EmoCaliber: Advancing Reliable Visual Emotion Comprehension via Confidence Verbalization and Calibration

Visual Emotion Comprehension (VEC) aims to infer sentiment polarities or emotion categories from affective cues embedded in images. In recent years, Multimodal Large Language Models (MLLMs) have established a popular paradigm in VEC, leveraging their generalizability to unify VEC tasks defined under diverse emotion taxonomies. While this paradigm achieves notable success, it typically formulates VEC as a deterministic task, requiring the model to output a single, definitive emotion label for each image. Such a formulation insufficiently accounts for the inherent subjectivity of emotion perception, overlooking alternative interpretations that may be equally plausible to different viewers.
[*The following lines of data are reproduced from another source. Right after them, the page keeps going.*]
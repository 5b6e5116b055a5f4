//! A single row: one file, one lock, one attribute mapping
//!
//! # Lock discipline
//!
//! A row is opened with a [`LockMode`]. Between calls it holds exactly that
//! mode's state. `load()` needs at least a shared lock and `save()` an
//! exclusive one; both take what they need for the duration of the call and
//! then return to the state held before it.
//!
//! | held before save | during write | held after save |
//! |------------------|--------------|-----------------|
//! | unlocked         | exclusive    | unlocked        |
//! | shared           | exclusive    | shared          |
//! | exclusive        | exclusive    | exclusive       |
//!
//! # Replacing files
//!
//! `save()` never writes into the row file. It writes a temporary file in
//! the table directory, locks it exclusively, and renames it over the row.
//! A crash leaves either the old or the new content. Since the rename swaps
//! inodes, every acquisition checks that the locked handle is still the file
//! at the row path and re-opens it otherwise.

use std::fmt;
use std::fs::{self, File};
use std::io::{Read, Seek, SeekFrom, Write};
use std::path::{Path, PathBuf};
use std::sync::Arc;

use chrono::{DateTime, Utc};
use tempfile::{Builder, NamedTempFile};

use super::errors::{not_found_or, StoreError, StoreResult};
use super::names;
use super::options::StoreContext;
use crate::codec::{self, Attributes, Value};
use crate::lock::{self, Lock, LockError, LockMode, LockState};
use crate::observability::{log_event_with_fields, Event};

/// One open row.
///
/// Dropping a row releases its lock and closes its file; [`Row::close`]
/// does the same but reports errors.
pub struct Row {
    key: String,
    path: PathBuf,
    dir: PathBuf,
    lock: Lock,
    mode: LockMode,
    writable: bool,
    attributes: Attributes,
    ctx: Arc<StoreContext>,
}

impl Row {
    /// Open the row `key` inside table directory `dir` and load it.
    pub(crate) fn open(
        dir: &Path,
        key: &str,
        mode: LockMode,
        writable: bool,
        ctx: Arc<StoreContext>,
    ) -> StoreResult<Self> {
        names::validate(key)?;
        let path = dir.join(key);
        let file = File::open(&path)
            .map_err(|e| not_found_or(e, || StoreError::RowDoesNotExist(key.to_string())))?;

        let mut row = Self {
            key: key.to_string(),
            path,
            dir: dir.to_path_buf(),
            lock: Lock::new(file),
            mode: LockMode::None,
            writable,
            attributes: Attributes::new(),
            ctx,
        };
        row.set_mode(mode)?;
        row.load()?;
        Ok(row)
    }

    /// Read the row file and merge its attributes into this row.
    ///
    /// Attributes present in memory but not on disk are kept.
    pub fn load(&mut self) -> StoreResult<()> {
        let text = {
            let mut guard = self.lock.scoped_shared()?;
            if guard.restores_to() == LockState::Unlocked {
                self.ctx.metrics.increment_shared_acquisitions();
            }
            follow_current(&mut guard, &self.path, &self.key)?;

            let mut file: &File = guard.file();
            let mut text = String::new();
            file.seek(SeekFrom::Start(0))?;
            file.read_to_string(&mut text)?;

            guard.finish()?;
            text
        };

        let decoded = codec::decode(&text)?;
        self.attributes.extend(decoded);

        self.ctx.metrics.increment_rows_loaded();
        log_event_with_fields(Event::RowLoaded, &[("key", &self.key)]);
        Ok(())
    }

    /// Encode the attributes and replace the row file with them.
    ///
    /// The lock state held before the call is held again afterwards. Once the
    /// rename succeeds the new content is in place; a failed directory sync
    /// after that point is logged, not returned. An error from restoring the
    /// prior lock state can still follow a completed rename.
    pub fn save(&mut self) -> StoreResult<()> {
        if !self.writable {
            return Err(StoreError::ReadOnlyRow(self.key.clone()));
        }
        if self.lock.is_poisoned() {
            return Err(LockError::Poisoned.into());
        }

        let text = codec::encode(&self.attributes)?;
        let sync = self.ctx.options.sync_writes;

        let mut guard = self.lock.scoped_exclusive()?;
        if guard.restores_to() != LockState::Exclusive {
            self.ctx.metrics.increment_exclusive_acquisitions();
        }
        follow_current(&mut guard, &self.path, &self.key)?;

        let staged = stage(&self.dir, text.as_bytes(), sync)?;
        lock::lock_exclusive(staged.as_file())?;
        let file = staged.persist(&self.path).map_err(|e| StoreError::Io(e.error))?;
        guard.replace_exclusive(file);
        if sync {
            sync_published(&self.dir, &self.key);
        }
        guard.finish()?;

        self.ctx.metrics.record_save(text.len() as u64);
        log_event_with_fields(
            Event::RowSaved,
            &[("bytes", &text.len().to_string()), ("key", &self.key)],
        );
        Ok(())
    }

    /// Move to the state of `mode` and keep it between calls.
    pub fn set_mode(&mut self, mode: LockMode) -> StoreResult<()> {
        match mode {
            LockMode::None => self.lock.release()?,
            LockMode::Shared => {
                if self.lock.state() != LockState::Shared {
                    self.lock.acquire_shared()?;
                    self.ctx.metrics.increment_shared_acquisitions();
                }
            }
            LockMode::Exclusive => {
                if self.lock.state() != LockState::Exclusive {
                    self.lock.acquire_exclusive()?;
                    self.ctx.metrics.increment_exclusive_acquisitions();
                }
            }
        }
        if mode != LockMode::None {
            follow_current(&mut self.lock, &self.path, &self.key)?;
            log_event_with_fields(
                Event::LockAcquired,
                &[("key", &self.key), ("mode", mode.as_str())],
            );
        }
        self.mode = mode;
        Ok(())
    }

    /// Drop any held lock. Later saves take a transient exclusive lock.
    pub fn release_lock(&mut self) -> StoreResult<()> {
        self.set_mode(LockMode::None)?;
        log_event_with_fields(Event::LockReleased, &[("key", &self.key)]);
        Ok(())
    }

    /// Release the lock and close the file, reporting failure.
    pub fn close(mut self) -> StoreResult<()> {
        self.lock.release()?;
        Ok(())
    }

    pub fn key(&self) -> &str {
        &self.key
    }

    pub fn path(&self) -> &Path {
        &self.path
    }

    /// Mode the row was last put in
    pub fn mode(&self) -> LockMode {
        self.mode
    }

    /// What the row's handle currently holds
    pub fn lock_state(&self) -> LockState {
        self.lock.state()
    }

    pub fn is_writable(&self) -> bool {
        self.writable
    }

    /// Creation time of the current row file.
    ///
    /// Every save replaces the file, so on filesystems that record birth
    /// time this is the time of the last save. Falls back to the
    /// modification time where birth time is not recorded.
    pub fn created(&self) -> StoreResult<DateTime<Utc>> {
        let meta = self.metadata()?;
        let t = meta.created().or_else(|_| meta.modified())?;
        Ok(DateTime::<Utc>::from(t))
    }

    /// Modification time of the current row file
    pub fn modified(&self) -> StoreResult<DateTime<Utc>> {
        let t = self.metadata()?.modified()?;
        Ok(DateTime::<Utc>::from(t))
    }

    pub fn attributes(&self) -> &Attributes {
        &self.attributes
    }

    pub fn attributes_mut(&mut self) -> &mut Attributes {
        &mut self.attributes
    }

    pub fn get(&self, name: &str) -> Option<&Value> {
        self.attributes.get(name)
    }

    /// Set an attribute in memory, returning the previous value
    pub fn set(&mut self, name: impl Into<String>, value: impl Into<Value>) -> Option<Value> {
        self.attributes.insert(name.into(), value.into())
    }

    /// Remove an attribute from memory, returning it
    pub fn unset(&mut self, name: &str) -> Option<Value> {
        self.attributes.remove(name)
    }

    fn metadata(&self) -> StoreResult<fs::Metadata> {
        fs::metadata(&self.path)
            .map_err(|e| not_found_or(e, || StoreError::RowDoesNotExist(self.key.clone())))
    }
}

impl fmt::Debug for Row {
    fn fmt(&self, f: &mut fmt::Formatter<'_>) -> fmt::Result {
        f.debug_struct("Row")
            .field("key", &self.key)
            .field("path", &self.path)
            .field("mode", &self.mode)
            .field("state", &self.lock.state())
            .field("writable", &self.writable)
            .field("attributes", &self.attributes)
            .finish()
    }
}

impl fmt::Display for Row {
    fn fmt(&self, f: &mut fmt::Formatter<'_>) -> fmt::Result {
        writeln!(f, "<Row {}>", self.key)?;
        match codec::to_json(&self.attributes)
            .ok()
            .and_then(|json| serde_json::to_string_pretty(&json).ok())
        {
            Some(pretty) => write!(f, "{}", pretty),
            None => write!(f, "{:?}", self.attributes),
        }
    }
}

/// Make sure `lock` is on the file currently at `path`, following any
/// replacement. A missing path means the row was removed.
fn follow_current(lock: &mut Lock, path: &Path, key: &str) -> StoreResult<()> {
    let missing = || StoreError::RowDoesNotExist(key.to_string());
    loop {
        match lock.refers_to(path) {
            Ok(true) => return Ok(()),
            Ok(false) => {
                log_event_with_fields(Event::RowReopened, &[("key", key)]);
                match lock.reopen(path) {
                    Ok(()) => {}
                    Err(LockError::Io(e)) => return Err(not_found_or(e, missing)),
                    Err(e) => return Err(e.into()),
                }
            }
            Err(e) => return Err(not_found_or(e, missing)),
        }
    }
}

/// Write `contents` to a new hidden temporary file in `dir`.
pub(crate) fn stage(dir: &Path, contents: &[u8], sync: bool) -> StoreResult<NamedTempFile> {
    let mut staged = Builder::new().prefix(".row-").suffix(".tmp").tempfile_in(dir)?;
    staged.write_all(contents)?;
    staged.flush()?;
    if sync {
        staged.as_file().sync_all()?;
    }
    Ok(staged)
}

#[cfg(unix)]
pub(crate) fn sync_dir(dir: &Path) -> StoreResult<()> {
    File::open(dir)?.sync_all()?;
    Ok(())
}

#[cfg(not(unix))]
pub(crate) fn sync_dir(_dir: &Path) -> StoreResult<()> {
    Ok(())
}

/// Sync `dir` after a file was renamed into it.
///
/// The rename already published the file, so a failure here only weakens
/// durability and is reported as an event.
pub(crate) fn sync_published(dir: &Path, key: &str) {
    if let Err(e) = sync_dir(dir) {
        log_event_with_fields(
            Event::DirSyncFailed,
            &[("error", &e.to_string()), ("key", key)],
        );
    }
}
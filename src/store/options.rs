//! Store options and the context shared by every handle

use std::sync::Arc;

use serde::{Deserialize, Serialize};

use crate::observability::MetricsRegistry;

/// Tunables for a store
#[derive(Debug, Clone, PartialEq, Eq, Serialize, Deserialize)]
pub struct StoreOptions {
    /// How many random keys `create_row_with_unique_key` tries before
    /// giving up
    #[serde(default = "default_unique_key_attempts")]
    pub unique_key_attempts: u32,

    /// fsync row files (and their directory) on every save
    #[serde(default = "default_sync_writes")]
    pub sync_writes: bool,
}

fn default_unique_key_attempts() -> u32 {
    100
}

fn default_sync_writes() -> bool {
    true
}

impl Default for StoreOptions {
    fn default() -> Self {
        Self {
            unique_key_attempts: default_unique_key_attempts(),
            sync_writes: default_sync_writes(),
        }
    }
}

/// Options plus counters, shared by a manager and everything it opens
#[derive(Debug, Default)]
pub(crate) struct StoreContext {
    pub(crate) options: StoreOptions,
    pub(crate) metrics: Arc<MetricsRegistry>,
}

impl StoreContext {
    pub(crate) fn new(options: StoreOptions) -> Arc<Self> {
        Arc::new(Self {
            options,
            metrics: Arc::new(MetricsRegistry::new()),
        })
    }
}
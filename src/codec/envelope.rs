//! Tagged-envelope JSON encoding of attribute mappings
//!
//! Values JSON can hold natively pass through unchanged. Everything else is
//! wrapped in an envelope:
//!
//! ```text
//! {"_marker": "timestamp", "value": "2024-05-01T12:30:45.123456789Z"}
//! {"_marker": "opaque",    "value": "<base64 payload>"}
//! ```
//!
//! Any JSON object carrying the marker key is an envelope, so the marker key
//! is reserved and may not be used as an attribute name at any depth.

use base64::{engine::general_purpose::STANDARD, Engine as _};
use chrono::{DateTime, Datelike, NaiveDateTime, SecondsFormat, TimeZone, Utc};
use serde_json::{Map, Value as JsonValue};

use super::errors::{CodecError, CodecResult};
use super::value::{Attributes, Opaque, Value};

/// Key identifying an envelope
pub const MARKER_KEY: &str = "_marker";

/// Key holding the envelope payload
pub const VALUE_KEY: &str = "value";

const TIMESTAMP_KIND: &str = "timestamp";
const OPAQUE_KIND: &str = "opaque";

// RFC 3339 has four-digit years only
const TIMESTAMP_YEARS: std::ops::RangeInclusive<i32> = 0..=9999;

// ctime(3) text, as written by older stores. Day of month may be space padded.
const LEGACY_TIMESTAMP_FORMAT: &str = "%a %b %d %H:%M:%S %Y";

/// Encode an attribute mapping as row text
pub fn encode(attributes: &Attributes) -> CodecResult<String> {
    let json = to_json(attributes)?;
    serde_json::to_string(&json).map_err(|e| CodecError::Parse(e.to_string()))
}

/// Decode row text into an attribute mapping
pub fn decode(text: &str) -> CodecResult<Attributes> {
    let json: JsonValue =
        serde_json::from_str(text).map_err(|e| CodecError::Parse(e.to_string()))?;
    from_json(json)
}

/// Encode an attribute mapping as a tagged JSON object
pub fn to_json(attributes: &Attributes) -> CodecResult<JsonValue> {
    Ok(JsonValue::Object(encode_map(attributes)?))
}

/// Decode a tagged JSON object into an attribute mapping.
///
/// The top level must be a plain mapping, not an envelope.
pub fn from_json(json: JsonValue) -> CodecResult<Attributes> {
    match json {
        JsonValue::Object(map) => {
            if map.contains_key(MARKER_KEY) {
                return Err(CodecError::Parse(
                    "row content must be a mapping, found an envelope".to_string(),
                ));
            }
            decode_map(map)
        }
        other => Err(CodecError::Parse(format!(
            "row content must be a mapping, found {}",
            json_kind(&other)
        ))),
    }
}

/// Fixed textual form of a timestamp
pub fn format_timestamp(t: &DateTime<Utc>) -> String {
    t.to_rfc3339_opts(SecondsFormat::Nanos, true)
}

/// Parse a timestamp written by [`format_timestamp`] or by the legacy
/// ctime form (taken as UTC).
pub fn parse_timestamp(text: &str) -> CodecResult<DateTime<Utc>> {
    if let Ok(t) = DateTime::parse_from_rfc3339(text) {
        return Ok(t.with_timezone(&Utc));
    }

    let normalized = text.split_whitespace().collect::<Vec<_>>().join(" ");
    NaiveDateTime::parse_from_str(&normalized, LEGACY_TIMESTAMP_FORMAT)
        .map(|naive| Utc.from_utc_datetime(&naive))
        .map_err(|_| CodecError::InvalidTimestamp(text.to_string()))
}

fn encode_map(map: &Attributes) -> CodecResult<Map<String, JsonValue>> {
    let mut out = Map::new();
    for (name, value) in map {
        if name == MARKER_KEY {
            return Err(CodecError::ReservedAttribute(name.clone()));
        }
        out.insert(name.clone(), encode_value(value)?);
    }
    Ok(out)
}

fn encode_value(value: &Value) -> CodecResult<JsonValue> {
    let json = match value {
        Value::Null => JsonValue::Null,
        Value::Bool(b) => JsonValue::Bool(*b),
        Value::Number(n) => JsonValue::Number(n.clone()),
        Value::String(s) => JsonValue::String(s.clone()),
        Value::List(items) => JsonValue::Array(
            items
                .iter()
                .map(encode_value)
                .collect::<CodecResult<Vec<_>>>()?,
        ),
        Value::Map(map) => JsonValue::Object(encode_map(map)?),
        Value::Timestamp(t) => {
            if !TIMESTAMP_YEARS.contains(&t.year()) {
                return Err(CodecError::InvalidTimestamp(format_timestamp(t)));
            }
            envelope(TIMESTAMP_KIND, JsonValue::String(format_timestamp(t)))
        }
        Value::Opaque(o) => envelope(OPAQUE_KIND, JsonValue::String(STANDARD.encode(o.as_bytes()))),
    };
    Ok(json)
}

fn envelope(kind: &str, payload: JsonValue) -> JsonValue {
    let mut map = Map::new();
    map.insert(MARKER_KEY.to_string(), JsonValue::String(kind.to_string()));
    map.insert(VALUE_KEY.to_string(), payload);
    JsonValue::Object(map)
}

fn decode_map(map: Map<String, JsonValue>) -> CodecResult<Attributes> {
    map.into_iter()
        .map(|(name, value)| Ok((name, decode_value(value)?)))
        .collect()
}

fn decode_value(json: JsonValue) -> CodecResult<Value> {
    let value = match json {
        JsonValue::Null => Value::Null,
        JsonValue::Bool(b) => Value::Bool(b),
        JsonValue::Number(n) => Value::Number(n),
        JsonValue::String(s) => Value::String(s),
        JsonValue::Array(items) => Value::List(
            items
                .into_iter()
                .map(decode_value)
                .collect::<CodecResult<Vec<_>>>()?,
        ),
        JsonValue::Object(map) => {
            if map.contains_key(MARKER_KEY) {
                decode_envelope(map)?
            } else {
                Value::Map(decode_map(map)?)
            }
        }
    };
    Ok(value)
}

fn decode_envelope(mut map: Map<String, JsonValue>) -> CodecResult<Value> {
    let kind = match map.remove(MARKER_KEY) {
        Some(JsonValue::String(kind)) => kind,
        Some(other) => {
            return Err(CodecError::MalformedEnvelope(format!(
                "marker must be a string, found {}",
                json_kind(&other)
            )))
        }
        None => return Err(CodecError::MalformedEnvelope("missing marker".to_string())),
    };

    if kind != TIMESTAMP_KIND && kind != OPAQUE_KIND {
        return Err(CodecError::UnsupportedType(kind));
    }

    let payload = match map.remove(VALUE_KEY) {
        Some(JsonValue::String(payload)) => payload,
        Some(other) => {
            return Err(CodecError::MalformedEnvelope(format!(
                "{} payload must be a string, found {}",
                kind,
                json_kind(&other)
            )))
        }
        None => {
            return Err(CodecError::MalformedEnvelope(format!(
                "{} envelope has no {}",
                kind, VALUE_KEY
            )))
        }
    };

    if kind == TIMESTAMP_KIND {
        parse_timestamp(&payload).map(Value::Timestamp)
    } else {
        let bytes = STANDARD
            .decode(payload.as_bytes())
            .map_err(|e| CodecError::MalformedEnvelope(format!("opaque payload: {}", e)))?;
        Ok(Value::Opaque(Opaque::from_bytes(bytes)))
    }
}

fn json_kind(json: &JsonValue) -> &'static str {
    match json {
        JsonValue::Null => "null",
        JsonValue::Bool(_) => "bool",
        JsonValue::Number(_) => "number",
        JsonValue::String(_) => "string",
        JsonValue::Array(_) => "list",
        JsonValue::Object(_) => "map",
    }
}
//! JSON I/O handling for CLI
//!
//! - Input: one JSON document via stdin
//! - Output: one JSON object per command via stdout
//! - UTF-8 only

use std::io::{self, Read, Write};

use serde_json::Value;

use super::errors::{CliError, CliResult};

/// Read a JSON document from stdin
pub fn read_request() -> CliResult<Value> {
    let mut input = String::new();
    io::stdin().lock().read_to_string(&mut input)?;
    parse_request(&input)
}

/// Parse request text; empty input is an error
pub fn parse_request(input: &str) -> CliResult<Value> {
    if input.trim().is_empty() {
        return Err(CliError::invalid_input("Empty input"));
    }
    let value: Value = serde_json::from_str(input)?;
    Ok(value)
}

/// Write a success response to stdout
pub fn write_response(data: Value) -> CliResult<()> {
    let response = serde_json::json!({
        "status": "ok",
        "data": data
    });
    write_line(&response)
}

/// Write an error response to stdout
pub fn write_error(code: &str, message: &str) -> CliResult<()> {
    let response = serde_json::json!({
        "status": "error",
        "code": code,
        "message": message
    });
    write_line(&response)
}

fn write_line(response: &Value) -> CliResult<()> {
    let mut stdout = io::stdout();
    serde_json::to_writer(&mut stdout, response)?;
    writeln!(stdout)?;
    stdout.flush()?;
    Ok(())
}
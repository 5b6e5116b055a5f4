//! dirdb CLI entry point
//!
//! Parses arguments and dispatches through `cli::run`. The JSON response
//! (success or error) is already on stdout when this returns; failures are
//! repeated on stderr and exit non-zero.

use dirdb::cli;

fn main() {
    if let Err(e) = cli::run() {
        eprintln!("{}", e);
        std::process::exit(1);
    }
}
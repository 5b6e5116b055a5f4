//! Lock states and requested lock modes

use std::fmt;
use std::str::FromStr;

use thiserror::Error;

/// What a handle currently believes it holds.
///
/// This is a local, cooperative belief about the handle's own advisory lock.
/// It says nothing about locks held through other handles or processes.
#[derive(Debug, Clone, Copy, PartialEq, Eq)]
pub enum LockState {
    Unlocked,
    Shared,
    Exclusive,
}

impl LockState {
    /// Returns the string representation
    pub fn as_str(&self) -> &'static str {
        match self {
            LockState::Unlocked => "unlocked",
            LockState::Shared => "shared",
            LockState::Exclusive => "exclusive",
        }
    }
}

impl fmt::Display for LockState {
    fn fmt(&self, f: &mut fmt::Formatter<'_>) -> fmt::Result {
        write!(f, "{}", self.as_str())
    }
}

/// Lock discipline requested when a row is opened.
///
/// - `None`: no lock is held between operations; reads take a transient
///   shared lock and saves a transient exclusive lock.
/// - `Shared`: a shared lock is held for the lifetime of the row.
/// - `Exclusive`: an exclusive lock is held for the lifetime of the row.
#[derive(Debug, Clone, Copy, PartialEq, Eq, Default)]
pub enum LockMode {
    #[default]
    None,
    Shared,
    Exclusive,
}

impl LockMode {
    /// Returns the string representation
    pub fn as_str(&self) -> &'static str {
        match self {
            LockMode::None => "none",
            LockMode::Shared => "shared",
            LockMode::Exclusive => "exclusive",
        }
    }

    /// The state a handle holds between operations under this mode
    pub fn held_state(&self) -> LockState {
        match self {
            LockMode::None => LockState::Unlocked,
            LockMode::Shared => LockState::Shared,
            LockMode::Exclusive => LockState::Exclusive,
        }
    }
}

impl fmt::Display for LockMode {
    fn fmt(&self, f: &mut fmt::Formatter<'_>) -> fmt::Result {
        write!(f, "{}", self.as_str())
    }
}

/// Unrecognized lock mode name
#[derive(Debug, Clone, PartialEq, Eq, Error)]
#[error("unknown lock mode '{0}', expected none, shared or exclusive")]
pub struct ParseLockModeError(pub String);

impl FromStr for LockMode {
    type Err = ParseLockModeError;

    fn from_str(s: &str) -> Result<Self, Self::Err> {
        match s.to_ascii_lowercase().as_str() {
            "none" => Ok(LockMode::None),
            "shared" => Ok(LockMode::Shared),
            "exclusive" => Ok(LockMode::Exclusive),
            _ => Err(ParseLockModeError(s.to_string())),
        }
    }
}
To address this limitation, we propose equipping MLLMs with capabilities to verbalize their confidence in emotion predictions. This additional signal provides users with an estimate of both the plausibility of alternative interpretations and the MLLMs' self-assessed competence, thereby enhancing reliability in practice. Building on this insight, we introduce a three-stage training framework that progressively endows with structured reasoning, teaches to verbalize confidence, and calibrates confidence expression, culminating in EmoCaliber, a confidence-aware MLLM for VEC. Through fair and comprehensive evaluations on the unified benchmark VECBench, EmoCaliber demonstrates overall superiority against existing methods in both emotion prediction and confidence estimation. These results validate the effectiveness of our approach and mark a feasible step toward more reliable VEC systems. Project page: https://github.com/wdqqdw/EmoCaliber.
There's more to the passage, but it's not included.